This is a look at the divisional matchups for the New Jersey Devils and how well both they and their opponents generated offense via their passing. Read on for the details.

Ed Mulholland-USA TODAY Sports

This is a look at how the New Jersey Devils and their divisional opponents fared in their matchups this past season. As I’ve written a lot on the Devils with obvious reasons, this post will focus more on the opposing players. Since the sample size for these players and teams is only from two to five games, we’ll treat this as "What Players/Teams were the Devils able to contain?" and also, "Which Players/Teams had their way with the Devils?" In the interest of brevity, on an individual level, I’ll be looking solely at shot generation and Corsi contribution; on a team level, I’ll be looking at efficiency and where shots were generated from.

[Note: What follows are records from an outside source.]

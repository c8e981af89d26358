//! Message and report types for the Coordinator

use serde::{Deserialize, Serialize};

/// A message relayed to one peer on behalf of another
#[derive(Debug, Clone, PartialEq, Eq, Serialize, Deserialize)]
pub struct Delivery {
    pub message: String,
    pub sender: String,
}

impl Delivery {
    pub fn new(message: impl Into<String>, sender: impl Into<String>) -> Self {
        Self {
            message: message.into(),
            sender: sender.into(),
        }
    }
}

/// Outcome of one broadcast, kept inside the coordinator
///
/// The sending peer never sees this; it is only logged and folded into metrics.
#[derive(Debug, Clone, Copy, Default, PartialEq, Eq)]
pub struct DispatchReport {
    pub attempted: usize,
    pub delivered: usize,
    pub failed: usize,
    pub evicted: usize,
}

/// Coordinator metrics for observability
#[derive(Debug, Clone, Default, PartialEq, Eq, Serialize)]
pub struct CoordinatorMetrics {
    pub registered_peers: usize,
    pub registrations: u64,
    pub unregistrations: u64,
    pub broadcasts: u64,
    pub deliveries: u64,
    pub delivery_failures: u64,
    pub evictions: u64,
}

These four posts will serve as a bit of a preview to future work done on systems, what teams do to counter other teams, and more in-depth analysis. Why were the Devils more/less effective against certain teams? As sample sizes of the opposition grow, we may be able to venture educated guesses into how and why. Let’s get to it.

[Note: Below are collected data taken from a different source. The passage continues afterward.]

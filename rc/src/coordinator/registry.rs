//! Peer registry: handle -> callback
//!
//! Registering a handle that is already taken silently replaces the previous
//! callback (last write wins). Unregistering an unknown handle does nothing.
//! Neither is reported as an error.

use std::collections::HashMap;
use std::fmt;
use std::sync::atomic::{AtomicU32, Ordering};
use std::sync::{Arc, PoisonError, RwLock};

use tracing::{debug, info};
use uuid::Uuid;

use super::callback::PeerCallback;
use super::error::CoordinatorError;

/// One registered peer
#[derive(Clone)]
pub struct RegistryEntry {
    /// Distinguishes this registration from an earlier one under the same handle
    pub registration_id: Uuid,
    pub callback: Arc<dyn PeerCallback>,
    failures: Arc<AtomicU32>,
}

impl RegistryEntry {
    fn new(callback: Arc<dyn PeerCallback>) -> Self {
        Self {
            registration_id: Uuid::now_v7(),
            callback,
            failures: Arc::new(AtomicU32::new(0)),
        }
    }

    /// Record a failed delivery, returning the consecutive failure count
    pub fn record_failure(&self) -> u32 {
        self.failures.fetch_add(1, Ordering::Relaxed) + 1
    }

    pub fn record_success(&self) {
        self.failures.store(0, Ordering::Relaxed);
    }

    pub fn consecutive_failures(&self) -> u32 {
        self.failures.load(Ordering::Relaxed)
    }
}

impl fmt::Debug for RegistryEntry {
    fn fmt(&self, f: &mut fmt::Formatter<'_>) -> fmt::Result {
        f.debug_struct("RegistryEntry")
            .field("registration_id", &self.registration_id)
            .field("consecutive_failures", &self.consecutive_failures())
            .finish_non_exhaustive()
    }
}

/// Thread-safe mapping from peer handle to callback
///
/// The lock is only ever held for the map operation itself, never across a
/// delivery. Broadcasts work from a [`Registry::snapshot`].
#[derive(Default)]
pub struct Registry {
    peers: RwLock<HashMap<String, RegistryEntry>>,
}

impl Registry {
    pub fn new() -> Self {
        Self::default()
    }

    /// Insert or overwrite the entry for `handle`
    pub fn register(&self, handle: &str, callback: Arc<dyn PeerCallback>) -> Result<Uuid, CoordinatorError> {
        debug!(%handle, "Registry::register: called");
        if handle.is_empty() {
            return Err(CoordinatorError::EmptyHandle);
        }

        let entry = RegistryEntry::new(callback);
        let registration_id = entry.registration_id;

        // Poisoning is recoverable: every write is a single insert/remove
        let mut peers = self.peers.write().unwrap_or_else(PoisonError::into_inner);
        if let Some(previous) = peers.insert(handle.to_string(), entry) {
            info!(
                %handle,
                previous = %previous.registration_id,
                current = %registration_id,
                "Handle re-registered, previous callback replaced"
            );
        }

        Ok(registration_id)
    }

    /// Remove the entry for `handle`; returns whether one existed
    pub fn unregister(&self, handle: &str) -> bool {
        debug!(%handle, "Registry::unregister: called");
        let mut peers = self.peers.write().unwrap_or_else(PoisonError::into_inner);
        peers.remove(handle).is_some()
    }

    /// Remove `handle` only if it still belongs to `registration_id`
    pub fn remove_registration(&self, handle: &str, registration_id: Uuid) -> bool {
        debug!(%handle, %registration_id, "Registry::remove_registration: called");
        let mut peers = self.peers.write().unwrap_or_else(PoisonError::into_inner);
        match peers.get(handle) {
            Some(entry) if entry.registration_id == registration_id => {
                peers.remove(handle);
                true
            }
            _ => false,
        }
    }

    /// Point-in-time copy of every entry
    pub fn snapshot(&self) -> Vec<(String, RegistryEntry)> {
        let peers = self.peers.read().unwrap_or_else(PoisonError::into_inner);
        peers.iter().map(|(h, e)| (h.clone(), e.clone())).collect()
    }

    pub fn get(&self, handle: &str) -> Option<RegistryEntry> {
        let peers = self.peers.read().unwrap_or_else(PoisonError::into_inner);
        peers.get(handle).cloned()
    }

    pub fn contains(&self, handle: &str) -> bool {
        let peers = self.peers.read().unwrap_or_else(PoisonError::into_inner);
        peers.contains_key(handle)
    }

    /// Registered handles, sorted
    pub fn handles(&self) -> Vec<String> {
        let peers = self.peers.read().unwrap_or_else(PoisonError::into_inner);
        let mut handles: Vec<String> = peers.keys().cloned().collect();
        handles.sort();
        handles
    }

    pub fn len(&self) -> usize {
        let peers = self.peers.read().unwrap_or_else(PoisonError::into_inner);
        peers.len()
    }

    pub fn is_empty(&self) -> bool {
        self.len() == 0
    }
}

#[cfg(test)]
mod tests {
    use super::*;
    use crate::coordinator::callback::ChannelCallback;
    use proptest::prelude::*;

    fn callback() -> Arc<dyn PeerCallback> {
        let (cb, _rx) = ChannelCallback::channel(1);
        Arc::new(cb)
    }

    #[test]
    fn test_register_and_contains() {
        let registry = Registry::new();
        registry.register("alice", callback()).unwrap();

        assert!(registry.contains("alice"));
        assert_eq!(registry.len(), 1);
        assert_eq!(registry.handles(), vec!["alice".to_string()]);
    }

    #[test]
    fn test_register_empty_handle_rejected() {
        let registry = Registry::new();
        let err = registry.register("", callback()).unwrap_err();

        assert_eq!(err, CoordinatorError::EmptyHandle);
        assert!(registry.is_empty());
    }

    #[test]
    fn test_register_overwrites() {
        let registry = Registry::new();
        let first = registry.register("alice", callback()).unwrap();
        let second = registry.register("alice", callback()).unwrap();

        assert_ne!(first, second);
        assert_eq!(registry.len(), 1);
        assert_eq!(registry.get("alice").unwrap().registration_id, second);
    }

    #[test]
    fn test_unregister_is_idempotent() {
        let registry = Registry::new();
        registry.register("bob", callback()).unwrap();

        assert!(registry.unregister("bob"));
        assert!(!registry.unregister("bob"));
        assert!(!registry.unregister("never-registered"));
        assert!(registry.is_empty());
    }

    #[test]
    fn test_remove_registration_ignores_newer_entry() {
        let registry = Registry::new();
        let old = registry.register("alice", callback()).unwrap();
        let new = registry.register("alice", callback()).unwrap();

        assert!(!registry.remove_registration("alice", old));
        assert!(registry.contains("alice"));

        assert!(registry.remove_registration("alice", new));
        assert!(!registry.contains("alice"));
    }

    #[test]
    fn test_snapshot_is_detached() {
        let registry = Registry::new();
        registry.register("alice", callback()).unwrap();
        registry.register("bob", callback()).unwrap();

        let snapshot = registry.snapshot();
        registry.unregister("alice");

        assert_eq!(snapshot.len(), 2);
        assert_eq!(registry.len(), 1);
    }

    #[test]
    fn test_failure_counter() {
        let registry = Registry::new();
        registry.register("alice", callback()).unwrap();
        let entry = registry.get("alice").unwrap();

        assert_eq!(entry.record_failure(), 1);
        assert_eq!(entry.record_failure(), 2);
        // Snapshot clones share the counter
        assert_eq!(registry.get("alice").unwrap().consecutive_failures(), 2);

        entry.record_success();
        assert_eq!(entry.consecutive_failures(), 0);
    }

    #[test]
    fn test_concurrent_mutations_stay_consistent() {
        let registry = Arc::new(Registry::new());
        let threads: Vec<_> = (0..8)
            .map(|t| {
                let registry = Arc::clone(&registry);
                std::thread::spawn(move || {
                    for i in 0..200 {
                        let handle = format!("peer-{}-{}", t, i % 10);
                        registry.register(&handle, callback()).unwrap();
                        if i % 3 == 0 {
                            registry.unregister(&handle);
                        }
                        let _ = registry.snapshot();
                    }
                })
            })
            .collect();

        for t in threads {
            t.join().unwrap();
        }

        // Each thread's last touch of handle k decides whether it survives
        for t in 0..8 {
            for k in 0..10 {
                let last = (0..200).filter(|i| i % 10 == k).max().unwrap();
                let handle = format!("peer-{}-{}", t, k);
                assert_eq!(registry.contains(&handle), last % 3 != 0, "{}", handle);
            }
        }
    }

    proptest! {
        #[test]
        fn prop_last_write_wins(ops in proptest::collection::vec((0usize..4, any::<bool>()), 0..64)) {
            let registry = Registry::new();
            let mut expected: HashMap<String, Uuid> = HashMap::new();

            for (slot, is_register) in ops {
                let handle = format!("h{}", slot);
                if is_register {
                    let id = registry.register(&handle, callback()).unwrap();
                    expected.insert(handle, id);
                } else {
                    registry.unregister(&handle);
                    expected.remove(&handle);
                }
            }

            prop_assert_eq!(registry.len(), expected.len());
            for (handle, id) in &expected {
                prop_assert_eq!(registry.get(handle).map(|e| e.registration_id), Some(*id));
            }
        }
    }
}
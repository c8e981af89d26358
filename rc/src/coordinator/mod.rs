//! Coordinator for peer-to-peer broadcast
//!
//! The Coordinator keeps one registry of peers and offers three operations:
//! - **Register:** Bind a handle to a delivery callback (last write wins)
//! - **Broadcast:** Relay a message to every peer except the sender
//! - **Unregister:** Drop a handle (idempotent)

mod callback;
mod config;
mod core;
mod dispatch;
mod error;
mod messages;
mod registry;

pub use callback::{ChannelCallback, PeerCallback};
pub use config::{CoordinatorConfig, DEFAULT_NAME};
pub use core::Coordinator;
pub use dispatch::Dispatcher;
pub use error::{CoordinatorError, DeliveryError};
pub use messages::{CoordinatorMetrics, Delivery, DispatchReport};
pub use registry::{Registry, RegistryEntry};
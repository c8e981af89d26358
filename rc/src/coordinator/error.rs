//! Coordinator error types

use std::time::Duration;
use thiserror::Error;

/// Errors a coordinator operation can report back to the calling peer
#[derive(Debug, Error, PartialEq, Eq)]
pub enum CoordinatorError {
    #[error("Handle must not be empty")]
    EmptyHandle,

    #[error("Frame too large: {size} bytes (limit {limit})")]
    FrameTooLarge { size: usize, limit: usize },

    #[error("Malformed frame: {0}")]
    MalformedFrame(String),
}

/// Errors from a single delivery attempt to one peer
///
/// These never leave the dispatcher: they are logged, counted and dropped.
#[derive(Debug, Error)]
pub enum DeliveryError {
    #[error("Peer unreachable: {0}")]
    Unreachable(#[from] std::io::Error),

    #[error("Delivery timed out after {0:?}")]
    Timeout(Duration),

    #[error("Peer callback closed")]
    Closed,

    #[error("JSON serialization error: {0}")]
    Json(#[from] serde_json::Error),
}

impl DeliveryError {
    /// Check if the peer is gone for good (as opposed to merely slow)
    pub fn is_disconnect(&self) -> bool {
        matches!(self, DeliveryError::Unreachable(_) | DeliveryError::Closed)
    }
}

Summer Passing Series Links


Part One: Efficiency and Winning

Part Two: The Transition Game

Part Three: Offensive Zone Analysis

Part Four: Generating Goals

Part Five: Corsi Contribution

Part Six: Frequency of Offense

Part Seven: Does Accuracy Matter?

 Part Eight: Team Comparison  

New York Rangers


Against the Devils, the Rangers blue line managed to generate thirty-six shot attempts (SAG) and thirteen shots (SG) for roughly 33% Shot Attempt Generation Efficiency (SAGE). The team generated their highest shot attempts with Marc Staal on the ice (64 Corsi Events For, CF), and Staal contributed to a third of those attempts himself (Corsi Contribution Percentage, CC%): six SAG and fifteen of his own shot attempts (individual Corsi Events For, iCF).

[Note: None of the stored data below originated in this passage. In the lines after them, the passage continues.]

//! Peer: a chat participant talking to a coordinator
//!
//! A peer is created disconnected, joins by registering its handle, sends
//! messages through the coordinator and leaves by unregistering. Losing the
//! coordinator never ends the peer; it simply reports itself disconnected
//! until it connects again.

use eyre::{Context, Result, eyre};
use tokio::sync::mpsc;
use tracing::{debug, info, warn};

use crate::coordinator::Delivery;
use crate::ipc::{CoordinatorClient, Session};

pub struct Peer {
    handle: String,
    session: Option<Session>,
}

impl Peer {
    /// Create a disconnected peer
    pub fn new(handle: impl Into<String>) -> Result<Self> {
        let handle = handle.into();
        if handle.is_empty() {
            return Err(eyre!("Handle must not be empty"));
        }
        Ok(Self { handle, session: None })
    }

    /// Create a peer and connect it in one step
    pub async fn join(
        client: &CoordinatorClient,
        handle: impl Into<String>,
        inbound_buffer: usize,
    ) -> Result<(Self, mpsc::Receiver<Delivery>)> {
        let mut peer = Self::new(handle)?;
        let inbox = peer.connect(client, inbound_buffer).await?;
        Ok((peer, inbox))
    }

    pub fn handle(&self) -> &str {
        &self.handle
    }

    pub fn is_connected(&self) -> bool {
        self.session.as_ref().is_some_and(Session::is_connected)
    }

    /// Connect and register, replacing a dead session if there is one
    ///
    /// Messages relayed to this peer arrive on the returned receiver.
    pub async fn connect(
        &mut self,
        client: &CoordinatorClient,
        inbound_buffer: usize,
    ) -> Result<mpsc::Receiver<Delivery>> {
        debug!(handle = %self.handle, "Peer::connect: called");
        if self.is_connected() {
            return Err(eyre!("Already connected as '{}'", self.handle));
        }
        if let Some(stale) = self.session.take() {
            stale.close().await;
        }

        let (session, inbox) = client.connect(inbound_buffer).await?;
        session
            .register(&self.handle)
            .await
            .context("Failed to register with coordinator")?;

        info!(handle = %self.handle, socket = ?client.socket_path(), "Peer registered");
        self.session = Some(session);
        Ok(inbox)
    }

    /// Send `message` to every other peer
    pub async fn send(&self, message: &str) -> Result<()> {
        let session = self
            .session
            .as_ref()
            .filter(|s| s.is_connected())
            .ok_or_else(|| eyre!("Not connected to coordinator"))?;
        session.broadcast(message, &self.handle).await
    }

    /// Unregister and close the connection; a no-op when not connected
    pub async fn disconnect(&mut self) -> Result<()> {
        let Some(session) = self.session.take() else {
            debug!(handle = %self.handle, "Peer::disconnect: not connected");
            return Ok(());
        };

        let result = if session.is_connected() {
            session.unregister(&self.handle).await
        } else {
            Ok(())
        };
        session.close().await;

        match &result {
            Ok(()) => info!(handle = %self.handle, "Peer disconnected"),
            Err(e) => warn!(handle = %self.handle, error = %e, "Unregister failed during disconnect"),
        }
        result
    }
}
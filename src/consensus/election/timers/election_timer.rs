use crate::actor::WeakActorClient;
use crate::consensus::election::timers::shared_deadline::SharedDeadline;
use crate::consensus::election::timers::time::{Clock, RealClock};
use crate::consensus::engine_api::ElectionTimeoutTick;
use rand::Rng;
use std::ops::RangeInclusive;
use std::sync::atomic::{AtomicU64, Ordering};
use std::sync::Arc;
use tokio::time::{Duration, Instant};
use tokio_util::sync::{CancellationToken, DropGuard};

/// Fires an election timeout when no valid leader contact has reset it within a randomized
/// timeout. Each handle has a generation; every timeout event carries the generation and the
/// number of resets observed when it fired, so the engine can discard stale or raced events.
pub(crate) struct ElectionTimerHandle<C: Clock = RealClock> {
    deadline: SharedDeadline,
    resets: Arc<AtomicU64>,
    generation: u64,
    timeout_range: RangeInclusive<Duration>,
    clock: C,
    // Cancels the task's token when the handle goes away.
    _stop_on_drop: DropGuard,
}

struct ElectionTimerTask<C: Clock> {
    deadline: SharedDeadline,
    resets: Arc<AtomicU64>,
    generation: u64,
    actor_client: WeakActorClient,
    clock: C,
    stopped: CancellationToken,
    // Static pause between repeated timeouts while the engine hasn't replaced this timer.
    timeout_backoff: Duration,
}

impl ElectionTimerHandle {
    pub(crate) fn spawn_timer_task(
        generation: u64,
        min_timeout: Duration,
        max_timeout: Duration,
        actor_client: WeakActorClient,
    ) -> Self {
        let (task, handle) = ElectionTimerTask::new(generation, min_timeout, max_timeout, actor_client, RealClock);
        tokio::task::spawn(task.run());

        handle
    }
}

impl<C: Clock> ElectionTimerHandle<C> {
    pub(crate) fn reset_timeout(&self) {
        // Arm before counting the reset: a task that misses the new deadline always sees the
        // bumped counter in the event it sends.
        self.deadline.arm(self.random_wake_time());
        self.resets.fetch_add(1, Ordering::AcqRel);
    }

    /// True if `tick` was produced by this timer and nothing re-armed it since.
    pub(crate) fn is_current(&self, tick: &ElectionTimeoutTick) -> bool {
        tick.generation == self.generation && tick.resets_seen == self.resets.load(Ordering::Acquire)
    }

    fn random_wake_time(&self) -> Instant {
        let rand_timeout = rand::thread_rng().gen_range(self.timeout_range.clone());
        self.clock.now() + rand_timeout
    }
}

impl<C: Clock> ElectionTimerTask<C> {
    fn new(
        generation: u64,
        min_timeout: Duration,
        max_timeout: Duration,
        actor_client: WeakActorClient,
        clock: C,
    ) -> (Self, ElectionTimerHandle<C>) {
        let deadline = SharedDeadline::new();
        let resets = Arc::new(AtomicU64::new(0));
        let stopped = CancellationToken::new();

        let task = ElectionTimerTask {
            deadline: deadline.clone(),
            resets: resets.clone(),
            generation,
            actor_client,
            clock: clock.clone(),
            stopped: stopped.clone(),
            timeout_backoff: min_timeout,
        };
        let handle = ElectionTimerHandle {
            deadline,
            resets,
            generation,
            timeout_range: RangeInclusive::new(min_timeout, max_timeout),
            clock,
            _stop_on_drop: stopped.drop_guard(),
        };

        // The task must find a deadline when it starts, otherwise it would fire immediately.
        handle.reset_timeout();

        (task, handle)
    }

    async fn run(mut self) {
        loop {
            let resets_seen = self.resets.load(Ordering::Acquire);
            match self.deadline.take() {
                Some(wake_time) => {
                    self.clock.sleep_until(wake_time).await;
                }
                None => {
                    // Slept until the deadline and nobody re-armed it.
                    if self.stopped.is_cancelled() {
                        return;
                    }
                    let tick = ElectionTimeoutTick {
                        generation: self.generation,
                        resets_seen,
                    };
                    if self.actor_client.election_timeout(tick).await.is_err() {
                        return;
                    }
                    self.clock.sleep(self.timeout_backoff).await;
                }
            }

            // The handle was dropped: the engine left the state this timer belonged to.
            if self.stopped.is_cancelled() {
                return;
            }
        }
    }
}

Dan Girardi actually led the blue line with eighteen shot attempts of his own, generated six shot attempts, and finished with the highest CC% of Rangers defensemen at 39.3%. Ryan McDonagh contributed to the same percentage as Staal. These three defensemen were the most involved for the Rangers.


Moving to the forwards, we see that the when the Rangers had Derek Stephan (72.7%), Mats Zuccarello (64.3%), or Derek Brassard (63.6%) passing the puck, they were at their most efficient. All three totaled over 10 SAG, as did Chris Kreider (11) and Carl Hagelin (12). Zuccarello generated the most attempts (14) and shots (9) as the Devils couldn’t quite contain him.

Looking at players who were on the ice for at least forty CF, Zuccarello (62.8 CC%, Brassard (48.8 CC%), and Brad Richards (46.9 CC%) were the most involved in the team’s offense in terms of shot attempts going they contributed to.


Overall, the Rangers were 5.1% more efficient than the Devils and generated 10.4% more shot attempts in transition than the Devils. Based on those their matchups this past season, the Rangers were more effective through the neutral zone and their passing game proved deadlier.

Philadelphia Flyers


In their four games against the Devils, the Flyers blue line began and ended with Kimmo Timonen. Timonen generated fourteen shot attempts and ten shots for a 71.4% SAGE, and he also contributed to 46.5% of the team’s shot attempts while on the ice. Nick Grossman was the next best Flyer (indicative of how poorly run that team is) in terms of Corsi contribution, but the Flyers back end is a mess.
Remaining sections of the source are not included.